Abbracci, amore e solidarietà sono la cura migliore per ritrovare un sorriso.

Pernacchia e Campanellino sono i due clown che in una mattina di monotonia e noia portarono allegria in 4UC.

Dopo una prima presentazione della loro associazione “Stringhe colorate”, siamo state subito messe alla prova, testando la nostra capacità di improvvisazione. Ora tocca a noi presentarci mostrando la nostra personalità attraverso un “ciao energico”.

Il nostro corpo diventa riflesso di ciò che siamo. In pochi secondi ci troviamo catapultate nel loro mondo in cui divertimento ed entusiasmo non lasciano spazio a pensieri negativi. Questo è solo l’inizio, un’altra sfida ci stava aspettando.

In una camminata fianco a fianco ognuna di noi deve trovare un tratto distintivo della persona accanto rendendolo proprio. E’ stato molto divertente osservare come anche le ragazze più timide hanno messo da parte la vergogna per lasciarsi trasportare dal divertimento.

Gli aspetti del nostro corpo o del nostro carattere che noi ci vergogniamo di mostrare, come ad esempio una camminata lenta o un modo strano di muovere le braccia, diventano occasione di scherzo e ironia.

Chi vuole andare in “moto”? Di fronte a questa domanda, tutte ci fermiamo sospettose. Una ragazza alza la mano per offrirsi come volontaria ignara della “moto” che la stava aspettando. Indossati il casco e le protezioni lei e Pernacchia iniziano un giro per la classe sulla moto che la loro immaginazione aveva creato.

E’ stato molto divertente vedere le facce della nostra compagna prima e dopo aver scoperto gli strani oggetti che doveva portare al posto del vero casco.

Dopo un ora di gioco sembrava che la stanchezza stesse prendendo il sopravvento, ma una nuova attività ha riportato un’atmosfera di felicità.

Ognuna di noi si è chiesta: quale altra sorpresa avevano in serbo per noi? Tre due uno ed ecco che dallo zaino Campanellino tira fuori un sacchetto pieno di palloncini colorati. E’ impressionante la facilità con cui riuscivano a creare con un oggetto apparentemente semplice delle figure complesse e divertenti.
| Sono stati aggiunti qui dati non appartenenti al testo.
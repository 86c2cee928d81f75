use anyhow::{Context, Result};
use std::io;
use std::path::PathBuf;
use std::process::Command;

use super::command::DockerCommand;

/// Exit status of a docker invocation that ran to completion.
#[derive(Debug, Clone, Copy, PartialEq, Eq)]
pub struct CommandStatus {
    /// `None` when the process was terminated by a signal
    pub code: Option<i32>,
}

impl CommandStatus {
    pub fn from_code(code: i32) -> Self {
        Self { code: Some(code) }
    }

    pub fn success(&self) -> bool {
        self.code == Some(0)
    }
}

impl From<std::process::ExitStatus> for CommandStatus {
    fn from(status: std::process::ExitStatus) -> Self {
        Self {
            code: status.code(),
        }
    }
}

/// Executes docker command lines on behalf of the lifecycle adapter.
pub trait CommandRunner {
    /// Launch the command and return as soon as it is spawned.
    fn spawn_detached(&self, cmd: &DockerCommand) -> io::Result<()>;

    /// Run the command and block until it exits.
    fn run(&self, cmd: &DockerCommand) -> io::Result<CommandStatus>;
}

/// Runs commands as real child processes, inheriting stdio.
///
/// Arguments go straight to the program, not through a shell: `$VAR` in an
/// env value is not expanded and values containing spaces are not split.
#[derive(Debug, Default, Clone, Copy)]
pub struct SystemRunner;

impl CommandRunner for SystemRunner {
    fn spawn_detached(&self, cmd: &DockerCommand) -> io::Result<()> {
        tracing::debug!("Spawning: {}", cmd);
        let child = Command::new(&cmd.program).args(&cmd.args).spawn()?;
        tracing::debug!("Spawned pid {}", child.id());
        Ok(())
    }

    fn run(&self, cmd: &DockerCommand) -> io::Result<CommandStatus> {
        tracing::debug!("Running: {}", cmd);
        let status = Command::new(&cmd.program).args(&cmd.args).status()?;
        Ok(status.into())
    }
}

/// Verify that the docker executable can be found.
pub fn ensure_available(program: &str) -> Result<PathBuf> {
    which::which(program).with_context(|| {
        format!(
            "Could not find `{}`. Is Docker installed and on PATH?",
            program
        )
    })
}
Ragazze di diciassette anni che davanti ad animali, fiori e spade si trasformano in bambine ricordando alla loro infanzia. Questa giornata si è dimostrata un’esplosione di emozioni di gioia, felicità e divertimento. Ognuna di noi è consapevole che questa esperienza la aiuterà ad affrontare meglio la vita: con un sorriso.